Natural freeze tolerance in several anuran species involves the accummulation of high concentrations of glucose as a cryoprotectant in body fluids and tissues. The present study identifies an important new molecular mechanism supporting freeze tolerance, an adaptive increase in the capacity for facilitated transport of cryoprotectant across plasma membranes by increasing the numbers and/or activity of plasma membrane glucose transporters. Glucose transport by membranes isolated from liver and skeletal muscle was analyzed in two species, the freeze-tolerant wood frog Rana sylvatica and the freeze-intolerant leopard frog Rana pipiens.
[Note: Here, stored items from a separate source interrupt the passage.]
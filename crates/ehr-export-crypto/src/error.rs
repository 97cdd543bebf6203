use thiserror::Error;

use crate::types::CurveId;

#[derive(Debug, Error)]
pub enum CryptoError {
    #[error("Invalid key length: expected {expected} bytes, got {got}")]
    InvalidKeyLength { expected: usize, got: usize },

    #[error("Invalid nonce: {0}")]
    InvalidNonce(&'static str),

    #[error("Encrypted data too short")]
    DataTooShort,

    #[error("Encryption failed: {0}")]
    EncryptionFailed(String),

    /// AEAD integrity check failed. No plaintext is released.
    #[error("Authentication failed")]
    AuthenticationFailure,

    #[error("Unsupported curve: expected brainpoolP256r1, got {0}")]
    UnsupportedCurve(CurveId),

    #[error("Invalid key material: {0}")]
    InvalidKeyMaterial(String),

    #[error("Malformed signature: {0}")]
    MalformedSignature(String),

    #[error("Certificate parse error: {0}")]
    CertificateParse(String),

    #[error("Unsupported public key algorithm: {0}")]
    UnsupportedKeyAlgorithm(String),

    #[error("Invalid EC point: {0}")]
    InvalidPoint(String),

    /// The EC backend failed while computing a point or shared secret.
    #[error("Key agreement failed: {0}")]
    KeyAgreement(String),

    #[error("Key derivation failed: {0}")]
    KeyDerivation(String),

    #[error("Base64 decode error: {0}")]
    Base64Decode(String),

    #[error("Random number generation failed: {0}")]
    RngFailed(String),
}
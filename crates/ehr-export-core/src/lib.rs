//! Export packages: an archive sealed under a null-key inner layer, signed
//! together with its export time and owner, and encrypted to a
//! brainpoolP256r1 recipient.

pub mod builder;
pub mod config;
pub mod error;
pub mod open;
pub mod package;
pub mod record;
pub mod types;

pub use builder::{
    build_export_package, build_export_package_b64, build_export_package_with, ExportInputs,
};
pub use config::ExportOptions;
pub use error::ExportError;
pub use open::open_export_package;
pub use package::{decode_package, encode_package};
pub use record::{build_signed_message, decode_record, encode_record, ExportRecord};
pub use types::{
    ExportTimestamp, MIN_PACKAGE_LENGTH, PACKAGE_FORMAT_TAG, RECORD_FORMAT_VERSION,
};
/// The simulation-side world: every entity, every connected observer and
/// the per-kind queues of pending changes. Mutations mark entities dirty;
/// the scheduler turns the marks into packets by calling `flush_all` once
/// per tick.
pub struct WorldServer<F: MessageFactory, O: Outbox> {
    pub(crate) config: ServerConfig,
    // Entities
    pub(crate) table: EntityTable,
    pub(crate) serials: SerialAllocator,
    pub(crate) item_queue: DeltaQueue,
    pub(crate) mobile_queue: DeltaQueue,
    // Observers
    pub(crate) sessions: Sessions,
    pub(crate) index: Box<dyn VisibilityIndex>,
    pub(crate) trades: SecureTrades,
    // Flush
    pub(crate) scratch: FlushScratch,
    pub(crate) candidates: Vec<ObserverKey>,
    pub(crate) recipients: Vec<Recipient>,
    pub(crate) factory: F,
    pub(crate) outbox: O,
}

impl<F: MessageFactory, O: Outbox> WorldServer<F, O> {
    /// Create a new WorldServer backed by the default sector index
    pub fn new(config: ServerConfig, factory: F, outbox: O) -> Self {
        let index = Box::new(SectorIndex::new(config.sector_size));
        Self::with_index(config, index, factory, outbox)
    }

    pub fn with_index(config: ServerConfig, index: Box<dyn VisibilityIndex>, factory: F, outbox: O) -> Self {
        Self {
            config,
            table: EntityTable::new(),
            serials: SerialAllocator::new(),
            item_queue: DeltaQueue::new(),
            mobile_queue: DeltaQueue::new(),
            sessions: Sessions::new(),
            index,
            trades: SecureTrades::new(),
            scratch: FlushScratch::new(),
            candidates: Vec::new(),
            recipients: Vec::new(),
            factory,
            outbox,
        }
    }

    pub fn config(&self) -> &ServerConfig {
        &self.config
    }

    pub fn table(&self) -> &EntityTable {
        &self.table
    }

    pub fn item(&self, serial: Serial) -> Option<&Item> {
        self.table.item(serial)
    }

    pub fn mobile(&self, serial: Serial) -> Option<&Mobile> {
        self.table.mobile(serial)
    }

    pub fn factory(&self) -> &F {
        &self.factory
    }

    pub fn factory_mut(&mut self) -> &mut F {
        &mut self.factory
    }

    pub fn outbox(&self) -> &O {
        &self.outbox
    }

    pub fn outbox_mut(&mut self) -> &mut O {
        &mut self.outbox
    }

    pub fn index(&self) -> &dyn VisibilityIndex {
        self.index.as_ref()
    }

    pub fn item_queue(&self) -> &DeltaQueue {
        &self.item_queue
    }

    pub fn mobile_queue(&self) -> &DeltaQueue {
        &self.mobile_queue
    }

    pub fn trades(&self) -> &SecureTrades {
        &self.trades
    }

    pub(crate) fn processor(&mut self) -> DeltaProcessor<'_, F, O> {
        DeltaProcessor {
            table: &mut self.table,
            sessions: &self.sessions,
            index: self.index.as_ref(),
            trades: &self.trades,
            config: &self.config,
            scratch: &mut self.scratch,
            candidates: &mut self.candidates,
            recipients: &mut self.recipients,
            factory: &mut self.factory,
            outbox: &mut self.outbox,
        }
    }

    // Entities

    pub fn create_item(&mut self, graphic: u16) -> Result<Serial, WorldError> {
        let serial = self.serials.next_item()?;
        self.table.insert_item(Item::new(serial, graphic))?;
        Ok(serial)
    }

    pub fn create_mobile(&mut self, name: &str, body: u16) -> Result<Serial, WorldError> {
        let serial = self.serials.next_mobile()?;
        self.table.insert_mobile(Mobile::new(serial, name, body))?;
        Ok(serial)
    }

    /// Adopts an item built elsewhere. It starts parked off-world; use
    /// `drop_to_world`, `add_to_container` or `equip` to place it.
    pub fn insert_item(&mut self, item: Item) -> Result<Serial, WorldError> {
        let serial = item.serial();
        self.table.insert_item(item)?;
        self.serials.reserve(serial);
        Ok(serial)
    }

    /// Adopts a mobile built elsewhere. It starts parked off-world; use
    /// `move_mobile` to place it.
    pub fn insert_mobile(&mut self, mobile: Mobile) -> Result<Serial, WorldError> {
        let serial = mobile.serial();
        self.table.insert_mobile(mobile)?;
        self.serials.reserve(serial);
        Ok(serial)
    }

    // Dirty marks

    /// Records pending changes on an entity and queues it once. Marks on
    /// unknown serials are accepted and do nothing.
    pub fn mark_dirty(&mut self, serial: Serial, flags: DirtyFlags) {
        match serial.kind() {
            Some(EntityKind::Item) => self.mark_item_dirty(serial, flags),
            Some(EntityKind::Mobile) => self.mark_mobile_dirty(serial, flags),
            None => trace!("Ignoring dirty mark on invalid serial {}", serial),
        }
    }

    pub fn mark_item_dirty(&mut self, serial: Serial, flags: DirtyFlags) {
        if flags.is_empty() {
            return;
        }
        let Some(item) = self.table.item_mut(serial) else {
            trace!("Ignoring dirty mark on missing item {}", serial);
            return;
        };
        item.delta.flags.insert(flags);
        if !item.delta.in_queue {
            item.delta.in_queue = true;
            self.item_queue.push(serial);
        }
    }

    pub fn mark_mobile_dirty(&mut self, serial: Serial, flags: DirtyFlags) {
        if flags.is_empty() {
            return;
        }
        let Some(mobile) = self.table.mobile_mut(serial) else {
            trace!("Ignoring dirty mark on missing mobile {}", serial);
            return;
        };
        mobile.delta.flags.insert(flags);
        if !mobile.delta.in_queue {
            mobile.delta.in_queue = true;
            self.mobile_queue.push(serial);
        }
    }

    /// Re-derives the entity's property summary and marks it dirty only if
    /// the summary's content hash moved
    pub fn invalidate_properties(&mut self, serial: Serial) {
        if !self.config.properties_enabled {
            return;
        }
        let list = match self.table.entity(serial) {
            Some(EntityRef::Item(item)) => item.describe(),
            Some(EntityRef::Mobile(mobile)) => mobile.describe(),
            None => return,
        };
        let changed = self
            .table
            .cache_mut(serial)
            .map(|cache| cache.replace_properties(list))
            .unwrap_or(false);
        if changed {
            self.mark_dirty(serial, DirtyFlags::PROPERTIES);
        }
    }

    // Flush

    /// Processes every mobile queued when the call began
    pub fn flush_mobiles(&mut self) -> FlushReport {
        self.flush(EntityKind::Mobile)
    }

    /// Processes every item queued when the call began
    pub fn flush_items(&mut self) -> FlushReport {
        self.flush(EntityKind::Item)
    }

    /// One heartbeat: mobiles first, then items
    pub fn flush_all(&mut self) -> FlushReport {
        let mut report = self.flush_mobiles();
        report.merge(self.flush_items());
        report
    }

    fn flush(&mut self, kind: EntityKind) -> FlushReport {
        let report = self.drain_snapshot(kind, |server, serial| server.process_queued(kind, serial));
        if report != FlushReport::default() {
            debug!("Flushed {:?} queue: {:?}", kind, report);
        }
        report
    }

    fn queue_mut(&mut self, kind: EntityKind) -> &mut DeltaQueue {
        match kind {
            EntityKind::Item => &mut self.item_queue,
            EntityKind::Mobile => &mut self.mobile_queue,
        }
    }

    /// Runs `step` on exactly as many entries as the queue held on entry.
    /// Anything queued by `step` itself waits for the next call.
    pub(crate) fn drain_snapshot<S>(&mut self, kind: EntityKind, mut step: S) -> FlushReport
    where
        S: FnMut(&mut Self, Serial) -> StepOutcome,
    {
        if !self.scratch.is_empty() {
            warn!("Transient packets outlived their flush; releasing them");
            self.scratch.clear();
        }

        let mut report = FlushReport::default();
        let snapshot = self.queue_mut(kind).len();
        for _ in 0..snapshot {
            let Some(serial) = self.queue_mut(kind).pop() else {
                break;
            };
            match step(self, serial) {
                StepOutcome::Skipped => report.skipped += 1,
                StepOutcome::Sent(count) => {
                    report.processed += 1;
                    report.packets_sent += count;
                }
                StepOutcome::Failed => {
                    report.processed += 1;
                    report.failed += 1;
                }
            }
            self.scratch.clear();
        }
        report
    }

    fn process_queued(&mut self, kind: EntityKind, serial: Serial) -> StepOutcome {
        let Some(delta) = self.table.delta_mut(serial) else {
            trace!("Skipping {}: deleted while queued", serial);
            return StepOutcome::Skipped;
        };
        // cleared before processing so a failing entity is never retried
        delta.in_queue = false;
        let flags = delta.flags.take();
        if flags.is_empty() {
            return StepOutcome::Sent(0);
        }

        let mut processor = self.processor();
        let result = match kind {
            EntityKind::Item => processor.process_item(serial, flags),
            EntityKind::Mobile => processor.process_mobile(serial, flags),
        };
        match result {
            Ok(sent) => StepOutcome::Sent(sent),
            Err(error) => {
                warn!("Failed to flush {} ({:?}): {}", error.serial(), flags, error);
                StepOutcome::Failed
            }
        }
    }

    // Sessions

    /// Attaches an observer to a mobile and sends it everything it can
    /// currently see. When the initial view cannot be built the session is
    /// dropped again and the mobile stays free.
    pub fn connect(
        &mut self,
        mobile: Serial,
        variant: ProtocolVariant,
        update_range: Option<i32>,
    ) -> Result<ObserverKey, WorldError> {
        let target = self
            .table
            .mobile(mobile)
            .ok_or(WorldError::EntityNotFound { serial: mobile })?;
        if target.session().is_some() {
            return Err(WorldError::AlreadyConnected { serial: mobile });
        }
        let (shard, location) = (target.shard(), target.location());
        let range = self
            .config
            .delta
            .clamp_update_range(update_range.unwrap_or(self.config.delta.default_update_range));

        let key = self.sessions.open(mobile, variant, range);
        if let Some(target) = self.table.mobile_mut(mobile) {
            target.set_session(Some(key));
        }
        self.index.place_observer(key, shard, location);
        info!("Session {:?} connected as mobile {} ({:?}, range {})", key, mobile, variant, range);

        if let Err(error) = self.send_everything(key) {
            warn!("Initial view for session {:?} failed: {}", key, error);
            self.disconnect(key)?;
            return Err(error);
        }
        Ok(key)
    }

    pub fn disconnect(&mut self, key: ObserverKey) -> Result<(), WorldError> {
        let session = self
            .sessions
            .close(&key)
            .ok_or(WorldError::ObserverNotFound { key })?;
        if let Some(mobile) = self.table.mobile_mut(session.mobile()) {
            mobile.set_session(None);
        }
        self.index.remove_observer(key);
        info!("Session {:?} disconnected from mobile {}", key, session.mobile());
        Ok(())
    }

    /// Clamps and stores a new update range. Returns the range in effect.
    pub fn set_update_range(&mut self, key: ObserverKey, range: i32) -> Result<i32, WorldError> {
        let range = self.config.delta.clamp_update_range(range);
        let session = self
            .sessions
            .get_mut(&key)
            .ok_or(WorldError::ObserverNotFound { key })?;
        session.set_update_range(range);
        Ok(range)
    }

    pub fn session(&self, key: &ObserverKey) -> Option<SessionRef<'_>> {
        self.sessions
            .get(key)
            .map(|session| SessionRef::new(session, &self.table))
    }

    pub fn sessions_count(&self) -> usize {
        self.sessions.len()
    }

    pub fn update_range_for(&self, key: &ObserverKey) -> Option<i32> {
        self.sessions.get(key).map(|session| session.update_range())
    }

    /// Whether the mobile `viewer` may perceive `serial`
    pub fn can_see(&self, viewer: Serial, serial: Serial) -> bool {
        match self.table.mobile(viewer) {
            Some(viewer) => can_see(&self.table, viewer, serial),
            None => false,
        }
    }

    /// Initial view for a session: its own mobile plus the full
    /// representation of every root entity it can see within its range.
    /// Returns the number of packets sent.
    pub fn send_everything(&mut self, key: ObserverKey) -> Result<usize, WorldError> {
        let session = self
            .sessions
            .get(&key)
            .ok_or(WorldError::ObserverNotFound { key })?;
        let (viewer_serial, variant, range) = (session.mobile(), session.variant(), session.update_range());
        let viewer = self
            .table
            .mobile(viewer_serial)
            .ok_or(WorldError::EntityNotFound { serial: viewer_serial })?;
        let (shard, location) = (viewer.shard(), viewer.location());

        let mut sent = 0;
        let own = self.factory.self_update(viewer, variant)?.share();
        self.outbox.send(key, own);
        sent += 1;
        if shard.is_internal() {
            return Ok(sent);
        }

        let mut nearby = Vec::new();
        self.index.entities_in_range(shard, location, range, &mut nearby);
        let visible: Vec<_> = nearby
            .into_iter()
            .filter(|serial| *serial != viewer_serial && can_see(&self.table, viewer, *serial))
            .map(|serial| {
                let notoriety = self
                    .table
                    .mobile(serial)
                    .map(|target| notoriety_of(viewer, target))
                    .unwrap_or_default();
                (serial, notoriety)
            })
            .collect();

        for (serial, notoriety) in visible {
            let packet: OutgoingPacket = if serial.is_item() {
                self.processor().durable_full(serial, variant)?
            } else {
                let Some(entity) = self.table.entity(serial) else {
                    continue;
                };
                self.factory
                    .full(&self.table, entity, variant, notoriety)
                    .map(Packet::share)?
            };
            self.outbox.send(key, packet);
            sent += 1;

            if self.config.properties_enabled {
                if let Some(packet) = self.processor().durable_properties(serial)? {
                    self.outbox.send(key, packet);
                    sent += 1;
                }
            }
        }
        Ok(sent)
    }
}
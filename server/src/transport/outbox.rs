use vesper_shared::{ObserverKey, OutgoingPacket};

/// Outbound side of the connection layer. Sending never blocks and never
/// reports failure; an unknown or closed observer drops the packet.
pub trait Outbox {
    fn send(&mut self, observer: ObserverKey, packet: OutgoingPacket);
}

impl<O: Outbox + ?Sized> Outbox for &mut O {
    fn send(&mut self, observer: ObserverKey, packet: OutgoingPacket) {
        (**self).send(observer, packet);
    }
}

impl<O: Outbox + ?Sized> Outbox for Box<O> {
    fn send(&mut self, observer: ObserverKey, packet: OutgoingPacket) {
        (**self).send(observer, packet);
    }
}

/// Collects everything in send order
impl Outbox for Vec<(ObserverKey, OutgoingPacket)> {
    fn send(&mut self, observer: ObserverKey, packet: OutgoingPacket) {
        self.push((observer, packet));
    }
}
use thiserror::Error;

use crate::Serial;

/// Errors that can occur while encoding an outgoing packet
#[derive(Debug, Clone, PartialEq, Eq, Error)]
pub enum PacketError {
    /// A string did not fit into its fixed-width field
    #[error("String of {length} bytes exceeds field width of {limit} bytes in packet 0x{packet_id:02X}")]
    StringTooLong {
        packet_id: u8,
        length: usize,
        limit: usize,
    },

    /// The encoded packet outgrew the 16-bit length header
    #[error("Packet 0x{packet_id:02X} grew to {length} bytes, maximum is {limit}")]
    PayloadOverflow {
        packet_id: u8,
        length: usize,
        limit: usize,
    },

    /// A fixed-length packet was finished with the wrong number of bytes
    #[error("Fixed-length packet 0x{packet_id:02X} expected {expected} bytes, wrote {actual}")]
    LengthMismatch {
        packet_id: u8,
        expected: usize,
        actual: usize,
    },

    /// The entity a packet describes is no longer in the world
    #[error("Entity {serial} vanished before its packet could be built")]
    MissingSubject { serial: Serial },
}
/// One descriptive line of a property summary: a localized string number plus
/// its tab-separated arguments.
#[derive(Clone, Debug, PartialEq, Eq)]
pub struct PropertyLine {
    pub number: u32,
    pub args: String,
}

/// The derived descriptive summary of an entity. Clients cache summaries by
/// hash, so a new summary is only worth sending when the hash moved.
#[derive(Clone, Debug, PartialEq, Eq)]
pub struct PropertyList {
    lines: Vec<PropertyLine>,
    hash: u32,
}

const FNV_OFFSET: u32 = 0x811C_9DC5;
const FNV_PRIME: u32 = 0x0100_0193;

impl PropertyList {
    pub fn new() -> Self {
        Self {
            lines: Vec::new(),
            hash: FNV_OFFSET,
        }
    }

    pub fn add(&mut self, number: u32, args: impl Into<String>) -> &mut Self {
        let args = args.into();
        self.mix(&number.to_be_bytes());
        self.mix(args.as_bytes());
        // separator so ("ab","c") and ("a","bc") hash apart
        self.mix(&[0]);
        self.lines.push(PropertyLine { number, args });
        self
    }

    fn mix(&mut self, bytes: &[u8]) {
        for byte in bytes {
            self.hash ^= u32::from(*byte);
            self.hash = self.hash.wrapping_mul(FNV_PRIME);
        }
    }

    pub fn hash(&self) -> u32 {
        self.hash
    }

    pub fn lines(&self) -> &[PropertyLine] {
        &self.lines
    }

    pub fn is_empty(&self) -> bool {
        self.lines.is_empty()
    }
}

impl Default for PropertyList {
    fn default() -> Self {
        Self::new()
    }
}
use vesper_shared::{OutgoingPacket, ProtocolVariant, PropertyList};

/// Durable per-entity packets. Each slot survives across flushes until a
/// setter that changes what it encodes clears it.
#[derive(Clone, Debug, Default)]
pub struct PacketCache {
    pub(crate) remove: Option<OutgoingPacket>,
    pub(crate) full: [Option<OutgoingPacket>; ProtocolVariant::COUNT],
    pub(crate) properties: Option<PropertyList>,
    pub(crate) property_packet: Option<OutgoingPacket>,
}

impl PacketCache {
    pub fn full(&self, variant: ProtocolVariant) -> Option<&OutgoingPacket> {
        self.full[variant.slot()].as_ref()
    }

    pub fn remove(&self) -> Option<&OutgoingPacket> {
        self.remove.as_ref()
    }

    pub fn properties(&self) -> Option<&PropertyList> {
        self.properties.as_ref()
    }

    pub fn property_packet(&self) -> Option<&OutgoingPacket> {
        self.property_packet.as_ref()
    }

    pub(crate) fn invalidate_full(&mut self) {
        self.full = Default::default();
    }

    /// Swaps in a freshly derived summary. Returns false, leaving the cached
    /// packet alone, when the content hash did not move.
    pub(crate) fn replace_properties(&mut self, list: PropertyList) -> bool {
        if let Some(current) = &self.properties {
            if current.hash() == list.hash() {
                return false;
            }
        }
        self.properties = Some(list);
        self.property_packet = None;
        true
    }
}
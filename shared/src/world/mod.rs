pub mod dirty_flags;
pub mod notoriety;
pub mod property_list;
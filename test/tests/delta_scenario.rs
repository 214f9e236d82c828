/// SCENARIO: one mobile, one observer in range, one far away
///
/// M stands at (100,100,0) with a maximum update radius of 18. O1 watches
/// from (105,100,0), O2 from (200,200,0). A placement-only change to M must
/// reach O1 as exactly one moving packet, never reach O2, and build the
/// moving packet once.

use std::rc::Rc;

use vesper_shared::{DirtyFlags, PacketKind, ProtocolVariant};
use vesper_test::{
    assert_nothing_received, assert_received, settle, spawn_mobile, spawn_player, FactoryCall,
    TestWorldBuilder,
};

fn init() {
    let _ = env_logger::builder().is_test(true).try_init();
}

#[test]
fn position_change_reaches_only_the_observer_in_range() {
    init();
    let mut world = TestWorldBuilder::new().update_range(18).build();
    let m = spawn_mobile(&mut world, "M", 100, 100);
    let (_, o1) = spawn_player(&mut world, "O1", 105, 100, ProtocolVariant::Legacy);
    let (_, o2) = spawn_player(&mut world, "O2", 200, 200, ProtocolVariant::Legacy);
    settle(&mut world);

    world.mark_dirty(m, DirtyFlags::POSITION);
    let report = world.flush_all();

    assert_received!(world, o1, [(PacketKind::MobileMoving, m)]);
    assert_nothing_received!(world, o2);
    assert_eq!(world.factory().calls(FactoryCall::Moving), 1);
    assert_eq!(report.processed, 1);
    assert_eq!(report.packets_sent, 1);
}

#[test]
fn observers_in_the_same_bucket_share_one_packet() {
    init();
    let mut world = TestWorldBuilder::new().update_range(18).build();
    let m = spawn_mobile(&mut world, "M", 100, 100);
    let (_, o1) = spawn_player(&mut world, "O1", 105, 100, ProtocolVariant::Legacy);
    let (_, o3) = spawn_player(&mut world, "O3", 95, 110, ProtocolVariant::Legacy);
    settle(&mut world);

    world.mark_dirty(m, DirtyFlags::POSITION);
    world.flush_all();

    let first = world.outbox().to(o1);
    let second = world.outbox().to(o3);
    assert_eq!(first.len(), 1);
    assert_eq!(second.len(), 1);
    assert!(Rc::ptr_eq(first[0], second[0]));
    assert_eq!(world.factory().calls(FactoryCall::Moving), 1);
}
use log::{info, warn};

use vesper_shared::{
    Direction, DirtyFlags, GuildId, Notoriety, ObserverKey, OutgoingPacket, PacketError, Point3D,
    Serial, ShardId, TradeId,
};

use crate::{
    entity::{
        item::{ContainerAccess, Item, Layer},
        mobile::{Mobile, Stats},
        parent::Parent,
    },
    error::WorldError,
    messages::message_factory::MessageFactory,
    transport::Outbox,
    world::observer_rules::can_see,
};

use super::world_server::WorldServer;

const TRADE_CONTAINER_GRAPHIC: u16 = 0x1E5E;
const TRADE_CONTAINER_GUMP: u16 = 0x866;
pub mod error;
pub mod item;
pub mod item_extras;
pub mod mobile;
pub mod packet_cache;
pub mod parent;

use vesper_shared::{DirtyFlags, EntityKind, Point3D, Serial, ShardId};

use self::{item::Item, mobile::Mobile, packet_cache::PacketCache, parent::Parent};

/// Pending changes of an entity plus whether it already sits in its queue
#[derive(Clone, Copy, Debug, Default, PartialEq, Eq)]
pub struct DeltaState {
    pub(crate) flags: DirtyFlags,
    pub(crate) in_queue: bool,
}

/// Borrowed view of either entity kind
#[derive(Clone, Copy)]
pub enum EntityRef<'a> {
    Item(&'a Item),
    Mobile(&'a Mobile),
}

impl<'a> EntityRef<'a> {
    pub fn kind(&self) -> EntityKind {
        match self {
            EntityRef::Item(_) => EntityKind::Item,
            EntityRef::Mobile(_) => EntityKind::Mobile,
        }
    }

    pub fn serial(&self) -> Serial {
        match self {
            EntityRef::Item(item) => item.serial(),
            EntityRef::Mobile(mobile) => mobile.serial(),
        }
    }

    /// Mobiles are always owned by the world
    pub fn parent(&self) -> Parent {
        match self {
            EntityRef::Item(item) => item.parent(),
            EntityRef::Mobile(_) => Parent::World,
        }
    }

    pub fn shard(&self) -> ShardId {
        match self {
            EntityRef::Item(item) => item.shard(),
            EntityRef::Mobile(mobile) => mobile.shard(),
        }
    }

    pub fn location(&self) -> Point3D {
        match self {
            EntityRef::Item(item) => item.location(),
            EntityRef::Mobile(mobile) => mobile.location(),
        }
    }

    pub fn cache(&self) -> &'a PacketCache {
        match *self {
            EntityRef::Item(item) => item.cache(),
            EntityRef::Mobile(mobile) => mobile.cache(),
        }
    }

    pub fn as_item(&self) -> Option<&'a Item> {
        match *self {
            EntityRef::Item(item) => Some(item),
            EntityRef::Mobile(_) => None,
        }
    }

    pub fn as_mobile(&self) -> Option<&'a Mobile> {
        match *self {
            EntityRef::Mobile(mobile) => Some(mobile),
            EntityRef::Item(_) => None,
        }
    }
}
Membranes from both liver and muscle of R. sylvatica displayed much higher rates of carrier-mediated glucose transport, measured by a rapid filtration technique, compared with corresponding rates for R. pipiens membranes. For the liver V(max) values for glucose transport by membrane vesicles were 69 +/- 18 and 8.4 +/- 2.3 nmol . mg protein-1 . s-1 at 10-degrees-C for R. sylvatica and R. pipiens, respectively. This difference was due primarily to a greater number of glucose transporters in R. sylvatica liver membranes; the total number of transporter sites, determined by cytochalasin B binding, was 4.7-fold higher in the freeze-tolerant species. For muscle membranes, the V(max) for glucose transport was 4.9 +/- 1 and 0.6 +/- 0.16 nmol . mg-1 . s- 1 at 22-degrees-C for R. sylvatica and R. pipiens, respectively. However, in muscle there were no differences in the number of membrane transporters between species. We conclude that the greater capacity for plasma membrane glucose transport in R. sylvatica is a key adaptation that facilitates the rapid export of glucose cryoprotectant from liver and its uptake into other organs during the early hours of freezing exposure.